Familiar and strange, hard-to-find belonging

Neoma 2022-03-20 09:02:12

Driving alone for half an hour, sitting in the middle of a group of white American audiences, I was the only Asian face in the entire theater, watching the cultural collision of a Chinese-American girl speaking blunt Chinese returning home alone. Such a mirror-like identity and environment made me and the heroine immediately establish a magical empathy, which may be the most wonderful viewing experience in recent years.

The Chinese are the main production team, and the director, Lulu Wang, is also a 1.5-generation immigrant. He must have a lot of real experiences and emotions, so his portrayal of many domestic phenomena and ideas is surprisingly accurate: the traditional Chinese people's concealment of goodwill (or "pseudo") good), as well as the ambivalence of admiration and sourness towards the foreign "moon", which is particularly sharp and precise. But these may be for foreigners to see. The real immigrant is most touched by the indescribable sense of isolation and familiar strangeness when the heroine returns to her former hometown. The sense of belonging and emotional destination that I want to find is like fishing for the moon in the water, so far away, there is nothing to get again, absolute loneliness and emptiness, beyond material and time and space, I can only scream at the sky.

At first, I felt that the text was a bit rigid, both Chinese and English were a bit rigid, but it pointed to the theme intentionally or not.

Awafina was pleasantly surprised, the poor Chinese, the embarrassment of a slapstick style, and the out of place state worked surprisingly well.

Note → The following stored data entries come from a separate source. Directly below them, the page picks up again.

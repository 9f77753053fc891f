// Infinite scroll on top of the list controller

pub mod accumulator;

pub use accumulator::{AccumulatorState, InfiniteAccumulator};
pub mod record_proxy_controller;
pub mod resource_controller;

pub use resource_controller::{
    ControllerEvent, ControllerOptions, ControllerSnapshot, FetchKind, ResourceController,
};
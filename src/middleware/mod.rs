pub mod error_handler;
pub mod request_id;

pub use error_handler::{json_error_handler, query_error_handler, ErrorHandler};
pub use request_id::{RequestId, RequestIdValue, REQUEST_ID_HEADER};
// ResourceController against a scripted record store
//
// Covers fetch classification and loading flags, failure handling, the
// single-flight reload after mutations, selection lifetime, export,
// archive view, timeouts and supersession of in-flight fetches.

mod mock_service;

use std::collections::BTreeSet;
use std::sync::Arc;
use std::time::Duration;

use mock_service::{ids, users, MockUserService, User, UserInput};
use resource_grid::core::RecordingNotifier;
use resource_grid::resources::controllers::{ControllerEvent, ControllerOptions};
use resource_grid::resources::models::ExportQuery;
use resource_grid::resources::{Entity, QueryPatch, QueryState, ResourceController};

type UserController = ResourceController<User, UserInput>;

fn controller_with(
    service: &Arc<MockUserService>,
    request_timeout: Duration,
) -> (UserController, Arc<RecordingNotifier>) {
    let notifier = Arc::new(RecordingNotifier::new());
    let options = ControllerOptions {
        request_timeout,
        page_size: 10,
    };
    let controller = UserController::new(service.clone(), notifier.clone(), options);
    (controller, notifier)
}

fn controller(service: &Arc<MockUserService>) -> (UserController, Arc<RecordingNotifier>) {
    controller_with(service, Duration::from_secs(5))
}

fn selection(ids: &[&str]) -> BTreeSet<String> {
    ids.iter().map(|id| id.to_string()).collect()
}

async fn settle() {
    for _ in 0..5 {
        tokio::task::yield_now().await;
    }
}

#[tokio::test]
async fn test_initialize_loads_first_page_once() {
    let service = MockUserService::new(users(25));
    let (controller, _) = controller(&service);

    assert!(controller.initialize().await);
    assert!(controller.initialize().await);

    assert_eq!(service.page_call_count(), 1);
    assert_eq!(controller.items().len(), 10);
    assert_eq!(controller.total(), 25);
    assert_eq!(controller.query_params().page, 1);
    assert!(!controller.is_loading());
    assert!(!controller.is_loading_more());
}

#[tokio::test]
async fn test_set_query_params_does_not_fetch() {
    let service = MockUserService::new(users(25));
    let (controller, _) = controller(&service);

    let next = QueryState::new(10).merged(&QueryPatch::new().search("user 01"));
    controller.set_query_params(next);
    assert_eq!(service.page_call_count(), 0);
    assert_eq!(controller.query_params().search.as_deref(), Some("user 01"));

    assert!(controller.fetch(QueryPatch::new()).await);
    assert_eq!(service.page_calls()[0].search.as_deref(), Some("user 01"));
    assert_eq!(controller.total(), 10);
}

#[tokio::test]
async fn test_page_change_sets_loading_more_only() {
    let service = MockUserService::new(users(25));
    let (controller, _) = controller(&service);
    controller.initialize().await;

    service.hold(2);
    let (loaded, _) = tokio::join!(controller.fetch(QueryPatch::new().page(2)), async {
        settle().await;
        assert!(controller.is_loading_more());
        assert!(!controller.is_loading());
        service.release(2);
    });

    assert!(loaded);
    assert!(!controller.is_loading_more());
    assert_eq!(ids(&controller.items())[0], "11");
}

#[tokio::test]
async fn test_filter_change_sets_loading_only() {
    let service = MockUserService::new(users(25));
    let (controller, _) = controller(&service);
    controller.initialize().await;

    service.hold(1);
    let (loaded, _) = tokio::join!(controller.fetch(QueryPatch::new().search("x")), async {
        settle().await;
        assert!(controller.is_loading());
        assert!(!controller.is_loading_more());
        service.release(1);
    });

    assert!(loaded);
    assert!(!controller.is_loading());
    assert!(controller.items().is_empty());
    assert_eq!(controller.total(), 0);
}

#[tokio::test]
async fn test_failed_fetch_keeps_rows_and_notifies_once() {
    let service = MockUserService::new(users(25));
    let (controller, notifier) = controller(&service);
    controller.initialize().await;
    let before = controller.items();

    service.fail_next_pages(1);
    assert!(!controller.fetch(QueryPatch::new().page(2)).await);

    assert_eq!(controller.items(), before);
    assert_eq!(controller.total(), 25);
    assert_eq!(controller.query_params().page, 1);
    assert!(!controller.is_loading_more());

    let errors = notifier.errors();
    assert_eq!(errors.len(), 1);
    assert!(errors[0].starts_with("users: failed to load"));
    assert!(errors[0].contains("503"));
}

#[tokio::test]
async fn test_concurrent_mutations_trigger_a_single_reload() {
    let service = MockUserService::new(users(25));
    let (controller, notifier) = controller(&service);
    controller.initialize().await;
    assert_eq!(service.page_call_count(), 1);

    service.hold(1);
    let (first, second, _) = tokio::join!(controller.delete("1"), controller.delete("2"), async {
        settle().await;
        service.release(1);
    });

    assert!(first && second);
    let mut calls = service.mutation_calls();
    calls.sort();
    assert_eq!(calls, vec!["delete 1", "delete 2"]);
    assert_eq!(service.page_call_count(), 2);
    assert_eq!(notifier.successes().len(), 2);

    // the latch is released once the reload finishes
    assert!(controller.delete("3").await);
    assert_eq!(service.page_call_count(), 3);
    assert_eq!(controller.total(), 22);
}

#[tokio::test]
async fn test_selection_survives_refetch_and_clears_after_batch() {
    let service = MockUserService::new(users(25));
    let (controller, _) = controller(&service);
    controller.initialize().await;

    controller.select_one("1", true);
    controller.select_one("3", true);
    assert!(controller.fetch(QueryPatch::new().page(1)).await);
    assert_eq!(controller.selected_ids(), selection(&["1", "3"]));

    assert!(
        controller
            .batch_delete(&["1".to_string(), "3".to_string()])
            .await
    );
    assert!(controller.selected_ids().is_empty());
    let remaining = ids(&controller.items());
    assert!(!remaining.contains(&"1".to_string()));
    assert!(!remaining.contains(&"3".to_string()));
}

#[tokio::test]
async fn test_single_delete_keeps_remaining_selection() {
    let service = MockUserService::new(users(25));
    let (controller, _) = controller(&service);
    controller.initialize().await;

    for id in ["1", "2", "3", "4", "5"] {
        controller.select_one(id, true);
    }
    controller.select_one("5", false);
    assert!(controller.delete("2").await);

    assert_eq!(controller.selected_ids(), selection(&["1", "2", "3", "4"]));
    assert!(controller.is_selected("3"));
}

#[tokio::test]
async fn test_select_all_covers_loaded_rows() {
    let service = MockUserService::new(users(25));
    let (controller, _) = controller(&service);
    controller.initialize().await;

    controller.select_all(true);
    assert_eq!(controller.selected_ids().len(), 10);
    assert_eq!(service.page_call_count(), 1);

    controller.select_all(false);
    assert!(controller.selected_ids().is_empty());
}

#[tokio::test]
async fn test_batch_status_change() {
    let service = MockUserService::new(users(25));
    let (controller, notifier) = controller(&service);
    controller.initialize().await;
    controller.select_all(true);

    let selected: Vec<String> = controller.selected_ids().into_iter().collect();
    assert!(controller.batch_set_active(&selected, false).await);

    assert!(controller.selected_ids().is_empty());
    assert_eq!(notifier.successes(), vec!["users: 10 records deactivated"]);
    let user = controller.get_by_id("1").await.unwrap();
    assert_eq!(user.is_active(), Some(false));
}

#[tokio::test]
async fn test_failed_mutation_reports_and_skips_reload() {
    let service = MockUserService::new(users(25));
    let (controller, notifier) = controller(&service);
    controller.initialize().await;

    service.fail_mutations(true);
    let created = controller
        .create(UserInput {
            name: "grace".to_string(),
        })
        .await;

    assert!(!created);
    assert_eq!(service.page_call_count(), 1);
    assert_eq!(
        notifier.errors(),
        vec!["users: failed to create (Remote error 422: rejected by record store)"]
    );
    assert!(notifier.successes().is_empty());
}

#[tokio::test]
async fn test_empty_batch_never_reaches_the_store() {
    let service = MockUserService::new(users(5));
    let (controller, notifier) = controller(&service);

    assert!(!controller.batch_delete(&[]).await);
    assert!(!controller.batch_restore(&[]).await);
    assert!(!controller.batch_set_active(&[], true).await);

    assert!(service.mutation_calls().is_empty());
    assert!(notifier.notices().is_empty());
}

#[tokio::test]
async fn test_update_and_restore_reload_current_window() {
    let service = MockUserService::new(users(3));
    let (controller, _) = controller(&service);
    controller.initialize().await;

    let renamed = controller
        .update(
            "2",
            UserInput {
                name: "renamed".to_string(),
            },
        )
        .await;
    assert!(renamed);
    assert_eq!(controller.items()[1].name, "renamed");

    assert!(controller.delete("2").await);
    assert_eq!(controller.total(), 2);
    assert!(controller.restore("2").await);
    assert_eq!(controller.total(), 3);
}

#[tokio::test]
async fn test_export_ignores_the_window() {
    let service = MockUserService::new(users(25));
    let (controller, _) = controller(&service);
    controller
        .fetch(QueryPatch::new().page(1).search("user 00"))
        .await;

    let rows = controller.export_all(None).await.unwrap();
    assert_eq!(rows.len(), 9);
    assert_eq!(
        service.export_calls()[0],
        ExportQuery {
            search: Some("user 00".to_string()),
            ..ExportQuery::default()
        }
    );
    assert!(!controller.is_exporting());

    let everything = controller
        .export_all(Some(ExportQuery::default()))
        .await
        .unwrap();
    assert_eq!(everything.len(), 25);
}

#[tokio::test]
async fn test_archive_view_toggle() {
    let service = MockUserService::new(users(25));
    let (controller, _) = controller(&service);
    controller.initialize().await;
    controller.delete("4").await;
    controller.delete("5").await;
    controller.select_one("6", true);

    assert!(controller.set_archive_view(true).await);
    assert!(controller.selected_ids().is_empty());
    assert_eq!(controller.query_params().is_deleted, Some(true));
    assert_eq!(ids(&controller.items()), vec!["4", "5"]);

    assert!(controller.set_archive_view(false).await);
    assert_eq!(controller.query_params().is_deleted, None);
    assert_eq!(controller.total(), 23);
}

#[tokio::test]
async fn test_fetch_times_out() {
    let service = MockUserService::new(users(25));
    service.hang();
    let (controller, notifier) = controller_with(&service, Duration::from_millis(20));

    assert!(!controller.initialize().await);

    assert!(!controller.is_loading());
    assert!(controller.items().is_empty());
    let errors = notifier.errors();
    assert_eq!(errors.len(), 1);
    assert!(errors[0].contains("timed out after 20 ms"));
}

#[tokio::test]
async fn test_filter_change_supersedes_page_fetch() {
    let service = MockUserService::new(users(25));
    let (controller, notifier) = controller(&service);
    controller.initialize().await;

    service.hold(2);
    let (page_two, searched) = tokio::join!(controller.fetch(QueryPatch::new().page(2)), async {
        settle().await;
        controller
            .fetch(QueryPatch::new().page(1).search("user 01"))
            .await
    });

    assert!(!page_two);
    assert!(searched);
    assert!(!controller.is_loading_more());
    assert!(notifier.errors().is_empty());

    let query = controller.query_params();
    assert_eq!(query.page, 1);
    assert_eq!(query.search.as_deref(), Some("user 01"));
    assert_eq!(controller.total(), 10);
    assert_eq!(ids(&controller.items())[0], "10");
    service.release(2);
}

#[tokio::test]
async fn test_mutation_reload_joins_pending_filter_change() {
    let service = MockUserService::new(users(30));
    let (controller, notifier) = controller(&service);
    controller.initialize().await;

    service.hold(1);
    let (searched, deleted, _) = tokio::join!(
        controller.fetch(QueryPatch::new().page(1).search("user 01")),
        async {
            settle().await;
            controller.delete("25").await
        },
        async {
            settle().await;
            settle().await;
            settle().await;
            service.release(1);
        }
    );

    assert!(searched);
    assert!(deleted);
    assert!(notifier.errors().is_empty());
    assert!(!controller.is_loading());

    let searches: Vec<Option<String>> = service
        .page_calls()
        .iter()
        .map(|q| q.search.clone())
        .collect();
    let user_01 = Some("user 01".to_string());
    assert_eq!(searches, vec![None, user_01.clone(), user_01]);
    assert_eq!(controller.query_params().search.as_deref(), Some("user 01"));
    assert_eq!(controller.total(), 10);
    assert_eq!(ids(&controller.items())[0], "10");
}

#[tokio::test]
async fn test_reload_after_failed_filter_change_uses_published_query() {
    let service = MockUserService::new(users(30));
    let (controller, notifier) = controller(&service);
    controller.initialize().await;

    service.fail_next_pages(1);
    assert!(!controller.fetch(QueryPatch::new().page(1).search("user 01")).await);
    assert!(controller.delete("3").await);

    let last = service.page_calls().pop().unwrap();
    assert_eq!(last.search, None);
    assert_eq!(controller.total(), 29);
    assert_eq!(notifier.errors().len(), 1);
}

#[tokio::test]
async fn test_get_by_id_failure_notifies() {
    let service = MockUserService::new(users(2));
    let (controller, notifier) = controller(&service);

    assert!(controller.get_by_id("missing").await.is_none());
    assert_eq!(notifier.errors().len(), 1);
    assert!(controller.get_by_id("2").await.is_some());
}

#[tokio::test]
async fn test_events_follow_fetch_order() {
    let service = MockUserService::new(users(12));
    let (controller, _) = controller(&service);
    let mut events = controller.subscribe();

    controller.initialize().await;
    controller.fetch(QueryPatch::new().page(2)).await;

    let mut seen = Vec::new();
    while let Ok(event) = events.try_recv() {
        seen.push(match event {
            ControllerEvent::QueryRequested(query) => format!("requested {}", query.page),
            ControllerEvent::PageLoaded { query, items, total } => {
                format!("loaded {} ({} of {})", query.page, items.len(), total)
            }
            ControllerEvent::FetchFailed { retained, .. } => {
                format!("failed, kept {}", retained.page)
            }
        });
    }

    assert_eq!(
        seen,
        vec![
            "requested 1",
            "loaded 1 (10 of 12)",
            "requested 2",
            "loaded 2 (2 of 12)",
        ]
    );
}

#[tokio::test]
async fn test_snapshot_reflects_published_state() {
    let service = MockUserService::new(users(12));
    let (controller, _) = controller(&service);
    controller.initialize().await;
    controller.select_one("7", true);

    let snapshot = controller.snapshot();
    assert_eq!(snapshot.items.len(), 10);
    assert_eq!(snapshot.total, 12);
    assert_eq!(snapshot.selected_ids, selection(&["7"]));
    assert!(!snapshot.loading && !snapshot.loading_more && !snapshot.exporting);
    assert_eq!(controller.name(), "users");
}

The entire Chinese cast is also very real, constantly evoking memories of their own family and life.

The film has a very good reputation in the United States, especially the bilingual credits in Chinese and English that the director insists on, as well as the dialogue in Chinese and even Northeastern dialect. When I watch it, I am also worried about whether there are many language and cultural designs that non-immigrant non-Chinese American audiences can understand. . At the end, I asked the audience next to me, it seems that the language did not hinder the viewing of the movie. However, many subtle things must still be lost in translation. The screenwriter has added a lot of absurd and even mocking episodes. Although it seems to please the local audience, it is generally portrayed realistically, which also makes the film mood have dramatic ups and downs and relieves the overall heavy mood.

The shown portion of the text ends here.